“La vagancia” es un insulto, de esos que se puede escuchar hacia uno pero desde lejos, sin entender bien la sustancia de lo que se quiere decir pero que, por su tono, es fácil advertir que es un improperio dirigido para alguien que está afuera del séquito que integra la película. ¿Película? Sí, una nueva de Ayar Blasco pero la primera con actores, y se nota mucho, porque hacer animación no es lo mismo que trabajar con acción en vivo. Hay una premisa de corte fantástico.

María Fernanda (Sofía Gala Castiglione) tiene un súper poder que consiste en dejar sin fuerza de voluntad a todos los que la rodean cuando se enoja, una situación que se presenta frecuentemente porque su marido Roberto (el propio Blasco) saca lo peor de ella. A diferencia de todo el resto del mundo, él es el único inmune a “la vagancia”. En simultáneo, aparece la figura de Cumbio, un espectro que tiene el perfil de un “pibe chorro”, interpretado por Martin Piroyansky (!) fuera de foco (un recurso utilizado por Woody Allen hace 25 años en “Los secretos de Harry”) que pone en riesgo a la pareja. Roberto lo odia pero a ella le atrae un poco, dentro de la historia funciona más como un combustible para motorizar las peleas, que son constantes y repetitivas en su formas dialogales y compositivas desde lo actoral. En varios pasajes, los actores y actrices -más bien amigos del director- exponen severamente el grado de artificio de sus presencias en cámara.

“La vagancia” tiene lo peor que podría tener una película de amigos y es que todo lo que sucede (y cómo sucede) se estanca en una única idea de chiste interno. La atmósfera palermitana de la abulia que se esparce desde el vestuario, los teléfonos, los interiores descascarados pero antiguos y hasta ciertos puntos identificables del barrio y aledaños hace que la historia se clave en una dinámica centrífuga sin demasiado sentido. La premisa sobre el don/maldición de María Fernanda, presentada en un epílogo animado, queda suspendida en el aire durante gran parte del relato hasta que reaparece mágicamente, casi en la forma de un comodín urgido de necesidad para tapar los baches de un trama mucho más pava, la de Cumbio y esta rivalidad con Roberto, cuya sumun de vergüenza ajena es alcanzada cuando se pelean en el parque con una musicalización que ni Raúl Caserta, en un programa de la tarde por Canal 9 de hace 20 años, se hubiera animado a incluir.

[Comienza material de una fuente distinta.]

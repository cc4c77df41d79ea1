//! End-to-end dispatch through the async client over a scripted transport.

mod common;

use common::{client, FakeTransport, Reply};
use futures::StreamExt;
use spacetrack::schema::{greater_than, PredicateType};
use spacetrack::{Error, FilePart, Query, RateLimitCallback, TypedValue};
use std::sync::{Arc, Mutex};
use std::time::{Duration, SystemTime};

#[tokio::test]
async fn unexpected_predicate_sends_no_query() {
    let fake = FakeTransport::new();
    let client = client(&fake);

    let err = client
        .generic_request(Query::new("gp").predicate("onion", "layers"))
        .await
        .err()
        .unwrap();

    assert!(matches!(
        &err,
        Error::UnexpectedPredicate { class, predicate } if class == "gp" && predicate == "onion"
    ));
    assert_eq!(err.to_string(), "'gp' got an unexpected argument 'onion'");
    assert_eq!(fake.count("/modeldef/class/gp"), 1);
    assert_eq!(fake.count("/query/"), 0);
}

#[tokio::test]
async fn offline_class_validates_without_any_request() {
    let fake = FakeTransport::new();
    let client = client(&fake);

    let err = client
        .generic_request(Query::new("dirs").predicate("bogus", 1))
        .await
        .err()
        .unwrap();

    assert!(matches!(err, Error::UnexpectedPredicate { .. }));
    assert!(fake.requests().is_empty());
}

#[tokio::test]
async fn offline_class_skips_schema_fetch() {
    let fake = FakeTransport::new();
    fake.route("/query/class/dirs", [Reply::ok(r#"["/", "/docs"]"#)]);
    let client = client(&fake);

    let json = client
        .generic_request(Query::new("dirs"))
        .await
        .unwrap()
        .into_json()
        .unwrap();

    assert_eq!(json, serde_json::json!(["/", "/docs"]));
    assert_eq!(
        fake.paths(),
        vec!["/ajaxauth/login", "/publicfiles/query/class/dirs"]
    );
}

#[tokio::test]
async fn predicates_render_into_path_segments() {
    let fake = FakeTransport::new();
    fake.route("/query/class/gp", [Reply::ok("1 25544U\n2 25544\n")]);
    let client = client(&fake);

    let text = client
        .generic_request(
            Query::new("gp")
                .predicate("norad_cat_id", [25544, 41335])
                .predicate("epoch", greater_than("now-30"))
                .predicate("orderby", "epoch desc")
                .predicate("format", "tle"),
        )
        .await
        .unwrap()
        .into_text()
        .unwrap();

    assert_eq!(text, "1 25544U\n2 25544\n");
    let last = fake.requests().pop().unwrap();
    assert_eq!(
        last.url.path(),
        "/basicspacedata/query/class/gp/norad_cat_id/25544,41335/epoch/%3Enow-30/orderby/epoch%20desc/format/tle"
    );
}

#[tokio::test(start_paused = true)]
async fn rate_violation_backs_off_and_retries_once() {
    let fake = FakeTransport::new();
    fake.route(
        "/query/class/satcat",
        [Reply::rate_violation(), Reply::ok(r#"[{"NORAD_CAT_ID": "25544"}]"#)],
    );
    let client = client(&fake);

    let notified: Arc<Mutex<Vec<SystemTime>>> = Arc::new(Mutex::new(Vec::new()));
    let sink = notified.clone();
    let callback: RateLimitCallback = Arc::new(move |at| sink.lock().unwrap().push(at));
    client.set_callback(Some(callback));

    let started = tokio::time::Instant::now();
    let json = client
        .generic_request(Query::new("satcat"))
        .await
        .unwrap()
        .into_json()
        .unwrap();

    assert_eq!(json[0]["NORAD_CAT_ID"], "25544");
    assert!(started.elapsed() >= Duration::from_secs(60));
    assert_eq!(notified.lock().unwrap().len(), 1);
    assert_eq!(fake.count("/query/class/satcat"), 2);
}

#[tokio::test(start_paused = true)]
async fn second_rate_violation_is_a_request_failure() {
    let fake = FakeTransport::new();
    fake.route("/query/class/satcat", [Reply::rate_violation()]);
    let client = client(&fake);

    let err = client
        .generic_request(Query::new("satcat"))
        .await
        .err()
        .unwrap();

    assert!(matches!(err, Error::RequestFailed { status: 500, .. }));
    assert_eq!(fake.count("/query/class/satcat"), 2);
}

#[tokio::test]
async fn failed_request_carries_server_message() {
    let fake = FakeTransport::new();
    fake.route(
        "/query/class/decay",
        [Reply::status(400, r#"{"error": "invalid orderby field"}"#)],
    );
    let client = client(&fake);

    let err = client
        .generic_request(Query::new("decay"))
        .await
        .err()
        .unwrap();

    match err {
        Error::RequestFailed { status, message } => {
            assert_eq!(status, 400);
            assert_eq!(message, "invalid orderby field");
        }
        other => panic!("unexpected error: {other:?}"),
    }
}

#[tokio::test]
async fn iter_lines_joins_lines_across_chunks() {
    let fake = FakeTransport::new();
    fake.route(
        "/query/class/gp",
        [Reply::chunked([
            "ISS (ZARYA)\r\n1 25544U 98067A ",
            "  24001.5\r",
            "\n2 25544  51.64\r\n",
        ])],
    );
    let client = client(&fake);

    let lines: Vec<String> = client
        .generic_request(Query::new("gp").predicate("format", "3le").iter_lines())
        .await
        .unwrap()
        .into_lines()
        .unwrap()
        .map(|line| line.unwrap())
        .collect()
        .await;

    assert_eq!(
        lines,
        vec!["ISS (ZARYA)", "1 25544U 98067A   24001.5", "2 25544  51.64"]
    );
    assert!(fake.requests().last().unwrap().stream);
}

#[tokio::test]
async fn iter_content_on_binary_class_keeps_raw_bytes() {
    let fake = FakeTransport::new();
    fake.route(
        "/query/class/download",
        [Reply::chunked([&b"\x00\x01\r"[..], &b"\n\xff"[..]])],
    );
    let client = client(&fake);

    let chunks: Vec<bytes::Bytes> = client
        .generic_request(Query::new("download").predicate("file_id", 7).iter_content())
        .await
        .unwrap()
        .into_chunks()
        .unwrap()
        .map(|chunk| chunk.unwrap())
        .collect()
        .await;

    assert_eq!(chunks.concat(), b"\x00\x01\r\n\xff".to_vec());
    assert_eq!(
        fake.paths().last().unwrap(),
        "/fileshare/query/class/download/file_id/7"
    );
}

#[tokio::test]
async fn iter_lines_on_binary_class_is_rejected_before_sending() {
    let fake = FakeTransport::new();
    let client = client(&fake);

    let err = client
        .generic_request(Query::new("download").iter_lines())
        .await
        .err()
        .unwrap();

    assert!(matches!(err, Error::BinaryStream(_)));
    assert!(fake.requests().is_empty());
}

#[tokio::test]
async fn parse_types_converts_by_schema() {
    let fake = FakeTransport::new();
    fake.route(
        "/query/class/gp",
        [Reply::ok(
            r#"[{"NORAD_CAT_ID": "25544", "EPOCH": "2024-01-01T12:00:00", "OBJECT_NAME": "ISS (ZARYA)"}]"#,
        )],
    );
    let client = client(&fake);

    let rows = client
        .generic_request(Query::new("gp").parse_types())
        .await
        .unwrap()
        .into_typed()
        .unwrap();

    assert_eq!(rows.len(), 1);
    assert_eq!(rows[0]["NORAD_CAT_ID"], TypedValue::Int(25544));
    assert!(matches!(rows[0]["EPOCH"], TypedValue::DateTime(_)));
    assert_eq!(
        rows[0]["OBJECT_NAME"],
        TypedValue::Text("ISS (ZARYA)".into())
    );
}

#[tokio::test]
async fn parse_types_with_format_is_invalid() {
    let fake = FakeTransport::new();
    let client = client(&fake);

    let err = client
        .generic_request(Query::new("gp").predicate("format", "json").parse_types())
        .await
        .err()
        .unwrap();

    assert!(matches!(err, Error::InvalidOptions(_)));
    assert!(fake.requests().is_empty());
}

#[tokio::test]
async fn failed_login_sends_nothing_else() {
    let fake = FakeTransport::new();
    fake.route("/ajaxauth/login", [Reply::ok(r#"{"Login": "Failed"}"#)]);
    let client = client(&fake);

    let err = client
        .generic_request(Query::new("gp"))
        .await
        .err()
        .unwrap();

    assert!(matches!(
        &err,
        Error::Authentication { identity } if identity == "user@example.com"
    ));
    assert_eq!(fake.paths(), vec!["/ajaxauth/login"]);
}

#[tokio::test]
async fn concurrent_requests_share_one_login() {
    let fake = FakeTransport::new();
    fake.route("/query/class/satcat", [Reply::ok("[]")]);
    let client = client(&fake);

    let results = futures::future::join_all(
        (0..5).map(|_| client.generic_request(Query::new("satcat"))),
    )
    .await;

    assert!(results.iter().all(Result::is_ok));
    assert_eq!(fake.count("/ajaxauth/login"), 1);
    assert_eq!(fake.count("/query/class/satcat"), 5);
}

#[tokio::test]
async fn schema_failure_is_not_cached() {
    let fake = FakeTransport::new();
    fake.route(
        "/modeldef/class/gp",
        [
            Reply::status(503, "maintenance"),
            Reply::modeldef(&[("NORAD_CAT_ID", "int(10) unsigned")]),
        ],
    );
    fake.route("/query/class/gp", [Reply::ok("[]")]);
    let client = client(&fake);

    let err = client
        .generic_request(Query::new("gp"))
        .await
        .err()
        .unwrap();
    match err {
        Error::SchemaUnavailable { controller, class, source } => {
            assert_eq!(controller, "basicspacedata");
            assert_eq!(class, "gp");
            assert!(matches!(*source, Error::RequestFailed { status: 503, .. }));
        }
        other => panic!("unexpected error: {other:?}"),
    }

    assert!(client.generic_request(Query::new("gp")).await.is_ok());
    assert!(client.generic_request(Query::new("gp")).await.is_ok());
    assert_eq!(fake.count("/modeldef/class/gp"), 2);
    assert_eq!(client.schema_cache_stats().fetches, 1);
}

#[tokio::test]
async fn enum_predicate_lists_its_values() {
    let fake = FakeTransport::new();
    fake.route(
        "/modeldef/class/satcat",
        [Reply::modeldef(&[
            ("INTLDES", "char(12)"),
            (
                "OBJECT_TYPE",
                "enum('PAYLOAD','ROCKET BODY','DEBRIS','UNKNOWN','OTHER')",
            ),
        ])],
    );
    let client = client(&fake);

    let predicates = client.get_predicates("satcat", None).await.unwrap();
    let object_type = predicates
        .iter()
        .find(|p| p.name == "object_type")
        .unwrap();
    assert_eq!(object_type.ty, PredicateType::Enum);
    assert_eq!(object_type.values.as_ref().map(Vec::len), Some(5));

    let again = client.get_predicates("satcat", None).await.unwrap();
    assert_eq!(again.len(), 2);
    assert_eq!(fake.count("/modeldef/class/satcat"), 1);
}

#[tokio::test]
async fn classes_resolve_in_controller_priority_order() {
    let fake = FakeTransport::new();
    fake.route("/query/class/file", [Reply::ok("[]")]);
    let client = client(&fake);

    client.generic_request(Query::new("file")).await.unwrap();
    assert!(fake
        .paths()
        .last()
        .unwrap()
        .starts_with("/fileshare/query/class/file"));

    let spephemeris = client.controller("spephemeris").unwrap();
    spephemeris.request(spephemeris.query("file")).await.unwrap();
    assert!(fake
        .paths()
        .last()
        .unwrap()
        .starts_with("/spephemeris/query/class/file"));

    assert!(matches!(
        client.controller("nonsense").err().unwrap(),
        Error::UnknownController { .. }
    ));
    assert!(matches!(
        client.generic_request(Query::new("nonsense")).await.err().unwrap(),
        Error::AmbiguousOrUnknownRequestClass { .. }
    ));
}

#[tokio::test]
async fn param_fields_go_to_the_query_string() {
    let fake = FakeTransport::new();
    fake.route("/query/class/download", [Reply::ok("zip bytes")]);
    let client = client(&fake);

    let bytes = client
        .generic_request(
            Query::new("download")
                .controller("publicfiles")
                .predicate("name", "catalog.zip"),
        )
        .await
        .unwrap()
        .into_bytes()
        .unwrap();

    assert_eq!(&bytes[..], b"zip bytes");
    let last = fake.requests().pop().unwrap();
    assert_eq!(last.url.path(), "/publicfiles/query/class/download");
    assert_eq!(last.query, vec![("name".to_string(), "catalog.zip".to_string())]);
}

#[tokio::test]
async fn upload_posts_the_attached_file() {
    let fake = FakeTransport::new();
    fake.route("/query/class/upload", [Reply::ok(r#"{"uploaded": true}"#)]);
    let client = client(&fake);

    let missing = client
        .generic_request(Query::new("upload").predicate("folder_id", 100))
        .await
        .err()
        .unwrap();
    assert!(matches!(missing, Error::MissingPredicate { .. }));

    client
        .generic_request(
            Query::new("upload")
                .predicate("folder_id", 100)
                .file(FilePart::new("notes.txt", "hello")),
        )
        .await
        .unwrap();

    let last = fake.requests().pop().unwrap();
    assert_eq!(last.method, reqwest::Method::POST);
    assert_eq!(last.file.unwrap().file_name, "notes.txt");
}

#[tokio::test]
async fn session_token_skips_login() {
    let fake = FakeTransport::new();
    fake.route("/query/class/satcat", [Reply::ok("[]")]);
    let client = common::builder()
        .session_token("cookie-value")
        .transport(fake.clone())
        .build()
        .unwrap();

    client.generic_request(Query::new("satcat")).await.unwrap();
    assert_eq!(fake.count("/ajaxauth/login"), 0);
}

#[tokio::test]
async fn close_logs_out_an_active_session() {
    let fake = FakeTransport::new();
    fake.route("/query/class/satcat", [Reply::ok("[]")]);
    let client = client(&fake);

    client.generic_request(Query::new("satcat")).await.unwrap();
    client.close().await.unwrap();

    assert_eq!(fake.paths().last().unwrap(), "/ajaxauth/logout");
    assert_eq!(fake.count("/ajaxauth/logout"), 1);
}

#[tokio::test]
async fn close_without_login_sends_nothing() {
    let fake = FakeTransport::new();
    let client = client(&fake);
    client.close().await.unwrap();
    assert!(fake.requests().is_empty());
}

El cine de bajo presupuesto realizado con equipos, locaciones, vestuario y hasta horas de trabajo prestadas es imprescindible, porque de ese esfuerzo colectivo de la mancomunión gracias a las amistades y al objetivo unificado de hacer una película, que a priori no haría otro, salen historias inesperadas que no se tendrían de otra manera. La parte de la que se olvida “La vagancia” es la de la recepción: en las tentadas y en los errores que quedaron en la copia final está ilustrada la transparencia de un cine para el sofá con amigos -o peor aún- el de tomar por asalto un festival de cine como si se tratara de un living para que los amigos, conocidos y hasta el que prestó la laptop puedan ir a aplaudir, por supuesto con la comprensible subjetividad que entrega la amistad.

Si hace no mucho tiempo se levantaba la voz por “Soy tu karma” (2017) dirigida por Who (sí, así aparecía en los créditos el publicista que realizó la película) por tener financiación del Instituto Nacional de Cine y Artes Audiovisuales (INCAA), aquí hay que hacer una observación del mismo calibre para una película inexplicable que tiene el logo del programa “Mecenazgo” que promueve la Ciudad Autónoma de Buenos Aires (CABA). Cierto es que no puede compararse al INCAA con “Mecenazgo”, pero en ambas reside el espíritu de una especie de referato, de instancia previa (en ambos casos funciona de manera diferente) que se encarga de aprobar o no un proyecto. La película de Who tenía un alto grado de prejuzgamiento (confirmadísimo con su estreno) desde el elenco por tener actores y actrices provenientes de la TV más popular. En el caso, la dirigida por Blasco tendrá un blindaje mayor por ubicarse en un círculo de “artistas” y “realizadores de contenido”. La única diferencia permeable entre ambas películas es que una fue a morir a los espacios INCAA y la otra vino a ostentar que fue incluida en la “Competencia internacional” de un festival, lo que demuestra que en muchas oportunidades la barrera de la frontera del prestigio tan solo la accionan un puñado de programadores.

«La vangancia» de Ayar Blasco integra la “Competencia internacional” del BAFICI.